**Excerpted records**

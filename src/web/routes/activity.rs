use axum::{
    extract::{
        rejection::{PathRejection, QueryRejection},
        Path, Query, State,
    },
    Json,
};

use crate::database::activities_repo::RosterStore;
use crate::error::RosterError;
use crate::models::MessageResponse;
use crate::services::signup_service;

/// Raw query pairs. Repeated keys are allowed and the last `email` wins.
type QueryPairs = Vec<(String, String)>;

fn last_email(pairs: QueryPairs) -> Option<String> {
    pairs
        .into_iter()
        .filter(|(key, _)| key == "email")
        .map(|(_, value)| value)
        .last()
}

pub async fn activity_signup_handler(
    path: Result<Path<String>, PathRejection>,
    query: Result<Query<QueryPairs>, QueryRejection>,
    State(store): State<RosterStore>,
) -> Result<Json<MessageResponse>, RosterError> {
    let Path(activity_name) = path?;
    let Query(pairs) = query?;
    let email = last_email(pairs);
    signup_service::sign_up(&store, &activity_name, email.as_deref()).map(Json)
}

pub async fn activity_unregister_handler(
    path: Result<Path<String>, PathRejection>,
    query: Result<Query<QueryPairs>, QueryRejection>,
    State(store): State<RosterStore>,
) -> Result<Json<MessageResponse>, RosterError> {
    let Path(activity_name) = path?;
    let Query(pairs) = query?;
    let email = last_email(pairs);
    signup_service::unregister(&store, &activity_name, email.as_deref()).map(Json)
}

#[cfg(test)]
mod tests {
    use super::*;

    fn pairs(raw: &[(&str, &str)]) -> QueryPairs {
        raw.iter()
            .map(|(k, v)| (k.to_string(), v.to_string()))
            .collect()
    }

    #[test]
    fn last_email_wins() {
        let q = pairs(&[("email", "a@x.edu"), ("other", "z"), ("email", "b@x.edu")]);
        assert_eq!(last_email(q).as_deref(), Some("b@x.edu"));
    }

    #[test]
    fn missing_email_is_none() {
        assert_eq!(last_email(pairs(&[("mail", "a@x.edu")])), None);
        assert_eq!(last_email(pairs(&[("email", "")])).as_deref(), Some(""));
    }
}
==
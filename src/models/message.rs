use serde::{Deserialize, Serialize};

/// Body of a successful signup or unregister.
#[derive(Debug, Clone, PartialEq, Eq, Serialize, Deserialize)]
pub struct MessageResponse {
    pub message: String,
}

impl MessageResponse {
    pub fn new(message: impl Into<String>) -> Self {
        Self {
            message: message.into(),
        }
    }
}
...
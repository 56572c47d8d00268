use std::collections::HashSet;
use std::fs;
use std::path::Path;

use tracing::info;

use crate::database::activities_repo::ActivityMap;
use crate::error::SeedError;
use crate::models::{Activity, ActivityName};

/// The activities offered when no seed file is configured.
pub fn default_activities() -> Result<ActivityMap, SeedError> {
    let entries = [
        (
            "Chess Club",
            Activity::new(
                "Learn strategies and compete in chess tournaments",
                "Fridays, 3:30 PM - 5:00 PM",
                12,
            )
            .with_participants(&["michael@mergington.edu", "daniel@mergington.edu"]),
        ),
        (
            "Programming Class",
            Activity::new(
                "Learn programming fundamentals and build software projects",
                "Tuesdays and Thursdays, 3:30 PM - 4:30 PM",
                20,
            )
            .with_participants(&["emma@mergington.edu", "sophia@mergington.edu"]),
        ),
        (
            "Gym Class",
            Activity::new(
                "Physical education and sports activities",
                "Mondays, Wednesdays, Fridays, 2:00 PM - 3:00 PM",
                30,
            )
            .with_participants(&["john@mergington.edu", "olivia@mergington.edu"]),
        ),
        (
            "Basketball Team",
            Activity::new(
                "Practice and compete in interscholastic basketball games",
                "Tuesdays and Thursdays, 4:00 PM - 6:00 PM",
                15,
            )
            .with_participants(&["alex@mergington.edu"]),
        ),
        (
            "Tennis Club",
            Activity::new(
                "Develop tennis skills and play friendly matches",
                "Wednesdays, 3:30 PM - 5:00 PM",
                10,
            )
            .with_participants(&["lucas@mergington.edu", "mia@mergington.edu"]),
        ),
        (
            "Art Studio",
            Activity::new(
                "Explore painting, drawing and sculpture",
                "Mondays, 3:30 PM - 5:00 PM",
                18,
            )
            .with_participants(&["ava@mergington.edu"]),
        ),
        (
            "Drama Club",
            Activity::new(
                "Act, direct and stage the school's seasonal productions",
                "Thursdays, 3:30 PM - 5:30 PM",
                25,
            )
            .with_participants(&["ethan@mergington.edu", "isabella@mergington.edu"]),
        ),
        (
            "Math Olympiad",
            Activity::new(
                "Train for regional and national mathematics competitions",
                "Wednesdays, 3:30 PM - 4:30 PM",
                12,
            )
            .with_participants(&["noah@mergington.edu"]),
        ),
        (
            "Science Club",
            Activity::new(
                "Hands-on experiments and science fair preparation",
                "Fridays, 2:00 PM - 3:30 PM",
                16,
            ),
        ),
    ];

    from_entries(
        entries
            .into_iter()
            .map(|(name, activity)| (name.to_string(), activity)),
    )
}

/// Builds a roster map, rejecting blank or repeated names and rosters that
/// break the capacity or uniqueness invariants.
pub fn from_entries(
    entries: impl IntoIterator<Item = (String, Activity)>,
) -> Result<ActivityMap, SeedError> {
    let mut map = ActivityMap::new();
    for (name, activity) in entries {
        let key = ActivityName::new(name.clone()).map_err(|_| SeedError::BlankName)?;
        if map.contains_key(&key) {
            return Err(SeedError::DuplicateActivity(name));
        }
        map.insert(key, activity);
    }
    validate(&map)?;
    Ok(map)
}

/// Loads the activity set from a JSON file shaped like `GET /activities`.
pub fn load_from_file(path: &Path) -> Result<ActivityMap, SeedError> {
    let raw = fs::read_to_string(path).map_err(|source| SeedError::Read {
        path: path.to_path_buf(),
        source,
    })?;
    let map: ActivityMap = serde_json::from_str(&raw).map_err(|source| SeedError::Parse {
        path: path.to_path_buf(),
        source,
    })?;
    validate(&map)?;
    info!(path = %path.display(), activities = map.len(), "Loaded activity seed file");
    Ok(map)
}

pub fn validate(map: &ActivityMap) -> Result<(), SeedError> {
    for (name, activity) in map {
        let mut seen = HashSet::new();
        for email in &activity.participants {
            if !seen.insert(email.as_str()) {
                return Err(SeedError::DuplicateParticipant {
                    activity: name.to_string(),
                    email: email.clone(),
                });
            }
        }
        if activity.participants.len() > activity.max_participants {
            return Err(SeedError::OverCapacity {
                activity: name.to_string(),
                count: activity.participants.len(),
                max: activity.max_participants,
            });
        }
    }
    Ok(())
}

**Exercise objective**
Scan each line of the entries above for the word "Mondays" and report how many lines contain it, with nothing else.

**Answer below**
2